A primeira cúpula agrícola do G-8, realizado na Itália, deixou vários alertas para o Brasil sobre pressões que virão nas negociações para prevenir crises alimentares, vistas como crescente ameaça à segurança internacional. O primeiro alvo agora poderá ser a expansão das exportações brasileiras de carne bovina. Embora o tema não tenha aparecido no comunicado final do encontro, países do G-8 insistem numa estratégia que levaria a uma redução do consumo de carne em favor de produção local e uma dieta "mais equilibrada"
Um dos argumentos utilizados pelo países ricos é que são necessários oito quilos de cereais para a produção de um quilo de bife bovino, e cinco de cereais para um quilo de carne suína, o que reduziria a quantidade de grãos disponíveis para alimentar populações. Outros vão desde a queixa de que cada caloria consumida necessita de até sete apenas para transportar o alimento, até reclamações contra as emissões de metano pelos bovinos.
"Quanto mais as populações dos países emergentes melhorarem de renda, mais haverá consumo de carne. Eu não vejo nada contra, mas há quem levante questões", afirmou o presidente do Fundo Internacional para o Desenvolvimento da Agricultura, Kanayo Nwanze. Para o ministro de Agricultura da Argentina, Carlos Cheppi, o que está por trás disso, porém, é o interesse de certos países em importar mais cereais para engordar suas próprias vacas com subsídios e embolsar o valor agregado.
O segundo alvo, principalmente de países europeus, volta a ser a produção de etanol, colocada em confronto com produção de alimentos. O ministro de Agricultura do Reino Unido, Hilary Benn, disse ao Valor que persiste dentro da Europa dúvidas sobre a redução de emissões de gases que causam o efeito-estufa com o uso do etanol, e sobre a mudança no uso da terra.
"O Brasil precisará dar garantias muito claras sobre o uso indireto da terra na produção do etanol", avisou. A Comissão Europeia apresentará um relatório em 2010 analisando se o problema é importante e como lidar com ele.
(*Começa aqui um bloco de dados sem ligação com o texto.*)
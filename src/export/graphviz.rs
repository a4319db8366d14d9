//! Rendering through the external Graphviz `dot` executable.
//!
//! Graphviz is an optional runtime dependency: it is probed when a
//! raster or vector render is requested, and its absence is reported to
//! the caller as a detection result rather than an error.

use std::{path::Path, process::Command};

use dot_structures::Graph;
use graphviz_rust::{
    cmd::{CommandArg, Format},
    exec,
    printer::PrinterContext,
};
use log::{debug, warn};

use super::{Error, OutputFormat};

/// Handle to a detected Graphviz installation.
#[derive(Debug)]
pub struct Graphviz {
    version: String,
}

impl Graphviz {
    /// Probe for the `dot` executable on the search path.
    ///
    /// Returns `None` when the executable is missing or unusable; the
    /// caller decides how to report that.
    pub fn detect() -> Option<Self> {
        match Command::new("dot").arg("-V").output() {
            Ok(output) if output.status.success() => {
                // `dot -V` prints its version banner on stderr
                let version = String::from_utf8_lossy(&output.stderr).trim().to_string();
                debug!(version; "Graphviz detected");
                Some(Self { version })
            }
            Ok(output) => {
                warn!(status:? = output.status; "`dot -V` exited with failure");
                None
            }
            Err(err) => {
                debug!(err:err; "Graphviz `dot` executable not found");
                None
            }
        }
    }

    /// The version banner reported by `dot -V`.
    pub fn version(&self) -> &str {
        &self.version
    }

    /// Render the graph to `output` in the given format.
    ///
    /// # Errors
    ///
    /// Returns [`Error`] if `format` is [`OutputFormat::Dot`] (DOT text
    /// is written without Graphviz) or if the `dot` invocation fails.
    pub fn render(&self, graph: Graph, format: OutputFormat, output: &Path) -> Result<(), Error> {
        let format = match format {
            OutputFormat::Png => Format::Png,
            OutputFormat::Svg => Format::Svg,
            OutputFormat::Dot => {
                return Err(Error::Render(
                    "dot output does not go through Graphviz".to_string(),
                ));
            }
        };

        exec(
            graph,
            &mut PrinterContext::default(),
            vec![
                CommandArg::Format(format),
                CommandArg::Output(output.display().to_string()),
            ],
        )?;

        Ok(())
    }
}

#[cfg(test)]
mod tests {
    use super::*;
    use dot_generator::id;
    use dot_structures::Id;

    #[test]
    fn test_render_rejects_dot_format() {
        // The renderer handle is only obtainable through detection, so
        // exercise the format guard directly against a probe result.
        let Some(renderer) = Graphviz::detect() else {
            return;
        };

        let graph = Graph::DiGraph {
            id: id!("t"),
            strict: false,
            stmts: vec![],
        };
        let result = renderer.render(graph, OutputFormat::Dot, Path::new("unused.dot"));
        assert!(matches!(result, Err(Error::Render(_))));
    }
}
//! Error types for GeoServer XML serialization and deserialization.

use std::io;

pub use gscoverage_model::SchemaError;

/// Errors that can occur during GeoServer XML serialization or deserialization.
#[derive(Debug, thiserror::Error)]
pub enum XmlError {
    /// An I/O error during XML writing.
    #[error("I/O error: {0}")]
    Io(#[from] io::Error),

    /// An error from the underlying quick-xml library.
    #[error("XML processing error: {0}")]
    QuickXml(#[from] quick_xml::Error),

    /// An error from quick-xml attribute handling.
    #[error("XML attribute error: {0}")]
    Attribute(#[from] quick_xml::events::attributes::AttrError),

    /// The descriptor handed to the serializer is malformed or incomplete.
    #[error(transparent)]
    Schema(#[from] SchemaError),

    /// A required XML element was missing.
    #[error("missing required XML element: {0}")]
    MissingElement(String),

    /// An unexpected XML element was encountered.
    #[error("unexpected XML element: {0}")]
    UnexpectedElement(String),

    /// An error parsing a value from XML text content.
    #[error("failed to parse value: {0}")]
    ParseError(String),
}

impl XmlError {
    /// The schema error, if this is one.
    #[must_use]
    pub fn as_schema(&self) -> Option<&SchemaError> {
        match self {
            Self::Schema(e) => Some(e),
            _ => None,
        }
    }
}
Mas deputados europeus insistem que a produção de etanol no Nordeste brasileiro, por exemplo, torna escassa a terra para a produção de alimentos e leva agricultores a desmatar a Amazônia. Dessa forma, o cálculo da eficiência ambiental do etanol importado do Brasil teria que incluir o volume de emissões de gases-estufa no desmatamento da Amazônia, mesmo se não foi para produzir biocombustível.
Certos negociadores brasileiros parecem confiar nos EUA para frear dentro do G-8 ameaças sobre a carne bovina e o etanol em estratégias globais contra a crise alimentar. Mas a terceira lição do encontro na Itália é precisamente que o Brasil precisa levar a sério sua própria estratégia de querer influenciar na governança global e estar presente. Segundo uma fonte europeia, quando os ministros do G-8 viram o segundo escalão enviado por alguns países emergentes, incluindo o Brasil, anularam um segundo encontro e um comunicado conjunto sobre agricultura e a recessão global. Segundo uma fonte do G-8, os ministros não queriam discutir com "tecnocratas".
Para quem acompanhou de longe o G-8 e esperava em dois dias uma solução para a crise alimentar, pode parecer que o encontro foi um fiasco. Na verdade, ele começou a recolocar a agricultura no centro da agenda politica internacional, com os alertas que ficaram para o Brasil.